- [DIRECTIONS FOR THIS TASK]: Copy each line below that has "write".

- [DATA EXCERPTS]:
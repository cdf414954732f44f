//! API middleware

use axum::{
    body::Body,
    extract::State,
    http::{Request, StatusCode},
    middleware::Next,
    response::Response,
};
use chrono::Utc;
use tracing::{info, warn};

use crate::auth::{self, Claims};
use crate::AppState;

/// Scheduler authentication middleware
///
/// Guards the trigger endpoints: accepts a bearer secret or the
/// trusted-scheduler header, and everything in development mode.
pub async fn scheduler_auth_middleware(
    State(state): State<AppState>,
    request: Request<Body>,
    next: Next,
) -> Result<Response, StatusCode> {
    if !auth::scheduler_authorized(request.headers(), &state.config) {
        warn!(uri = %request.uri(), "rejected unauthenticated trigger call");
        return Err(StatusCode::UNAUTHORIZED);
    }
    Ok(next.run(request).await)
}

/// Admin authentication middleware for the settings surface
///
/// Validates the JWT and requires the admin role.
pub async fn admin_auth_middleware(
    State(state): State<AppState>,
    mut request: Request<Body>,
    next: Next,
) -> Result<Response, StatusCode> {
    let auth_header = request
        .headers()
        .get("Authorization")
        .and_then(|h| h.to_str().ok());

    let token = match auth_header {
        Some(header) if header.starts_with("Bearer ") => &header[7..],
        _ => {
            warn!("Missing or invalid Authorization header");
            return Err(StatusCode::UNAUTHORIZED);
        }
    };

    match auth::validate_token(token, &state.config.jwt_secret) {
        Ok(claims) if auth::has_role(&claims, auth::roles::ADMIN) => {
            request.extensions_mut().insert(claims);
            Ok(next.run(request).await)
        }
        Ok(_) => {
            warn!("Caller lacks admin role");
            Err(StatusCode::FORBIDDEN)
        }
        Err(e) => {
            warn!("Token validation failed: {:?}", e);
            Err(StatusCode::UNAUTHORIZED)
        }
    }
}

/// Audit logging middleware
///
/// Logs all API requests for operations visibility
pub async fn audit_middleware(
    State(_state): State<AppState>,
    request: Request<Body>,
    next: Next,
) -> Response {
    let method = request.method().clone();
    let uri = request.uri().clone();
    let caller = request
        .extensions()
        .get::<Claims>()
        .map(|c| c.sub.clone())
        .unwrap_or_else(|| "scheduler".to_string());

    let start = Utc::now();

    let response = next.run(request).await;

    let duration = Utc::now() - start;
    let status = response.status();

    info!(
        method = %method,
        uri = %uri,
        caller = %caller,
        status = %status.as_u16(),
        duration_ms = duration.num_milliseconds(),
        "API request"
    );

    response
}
==
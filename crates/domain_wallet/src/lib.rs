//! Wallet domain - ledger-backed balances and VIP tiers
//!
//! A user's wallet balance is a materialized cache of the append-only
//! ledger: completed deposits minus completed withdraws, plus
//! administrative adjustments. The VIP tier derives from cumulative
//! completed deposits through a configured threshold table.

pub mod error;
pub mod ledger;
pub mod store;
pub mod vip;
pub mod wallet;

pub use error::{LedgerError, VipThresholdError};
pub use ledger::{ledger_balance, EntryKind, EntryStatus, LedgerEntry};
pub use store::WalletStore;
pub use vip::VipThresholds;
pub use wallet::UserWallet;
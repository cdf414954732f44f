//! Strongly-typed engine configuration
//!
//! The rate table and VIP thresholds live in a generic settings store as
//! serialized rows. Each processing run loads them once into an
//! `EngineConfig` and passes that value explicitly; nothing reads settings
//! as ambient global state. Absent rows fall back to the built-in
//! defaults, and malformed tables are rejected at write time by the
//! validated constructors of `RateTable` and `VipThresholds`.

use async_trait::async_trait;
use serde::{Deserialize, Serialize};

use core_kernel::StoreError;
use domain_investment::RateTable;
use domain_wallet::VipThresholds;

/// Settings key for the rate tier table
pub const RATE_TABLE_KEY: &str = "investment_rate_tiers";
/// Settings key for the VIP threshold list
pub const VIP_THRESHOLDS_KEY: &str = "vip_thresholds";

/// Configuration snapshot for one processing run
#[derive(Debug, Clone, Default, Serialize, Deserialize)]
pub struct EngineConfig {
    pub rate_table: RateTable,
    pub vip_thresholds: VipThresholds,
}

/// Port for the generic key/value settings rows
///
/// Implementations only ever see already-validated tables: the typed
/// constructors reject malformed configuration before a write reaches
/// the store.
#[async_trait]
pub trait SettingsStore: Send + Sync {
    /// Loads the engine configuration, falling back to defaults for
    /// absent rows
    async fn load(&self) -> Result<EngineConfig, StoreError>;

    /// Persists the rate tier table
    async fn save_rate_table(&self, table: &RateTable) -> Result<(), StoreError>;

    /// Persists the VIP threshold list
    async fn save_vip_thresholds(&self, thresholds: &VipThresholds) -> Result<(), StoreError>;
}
---
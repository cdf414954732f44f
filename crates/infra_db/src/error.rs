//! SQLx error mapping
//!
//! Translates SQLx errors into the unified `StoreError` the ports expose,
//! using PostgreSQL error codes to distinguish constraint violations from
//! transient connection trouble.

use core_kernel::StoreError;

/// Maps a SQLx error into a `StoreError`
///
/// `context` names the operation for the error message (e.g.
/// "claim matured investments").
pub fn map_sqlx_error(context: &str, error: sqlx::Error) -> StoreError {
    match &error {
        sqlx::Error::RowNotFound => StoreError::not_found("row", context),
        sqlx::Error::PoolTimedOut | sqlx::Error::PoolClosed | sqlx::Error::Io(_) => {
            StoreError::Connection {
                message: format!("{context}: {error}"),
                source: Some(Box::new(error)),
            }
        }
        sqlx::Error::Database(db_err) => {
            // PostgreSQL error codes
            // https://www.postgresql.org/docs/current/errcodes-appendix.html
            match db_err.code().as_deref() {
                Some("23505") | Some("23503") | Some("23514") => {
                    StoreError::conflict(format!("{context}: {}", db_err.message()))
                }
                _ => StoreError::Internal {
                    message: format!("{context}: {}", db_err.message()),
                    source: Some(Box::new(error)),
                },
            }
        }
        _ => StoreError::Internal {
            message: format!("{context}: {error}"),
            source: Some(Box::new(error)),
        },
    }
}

- [RESPONSE BELOW]:
//! defaults, and malformed tables are rejected at write time by the
/// constructors reject malformed configuration before a write reaches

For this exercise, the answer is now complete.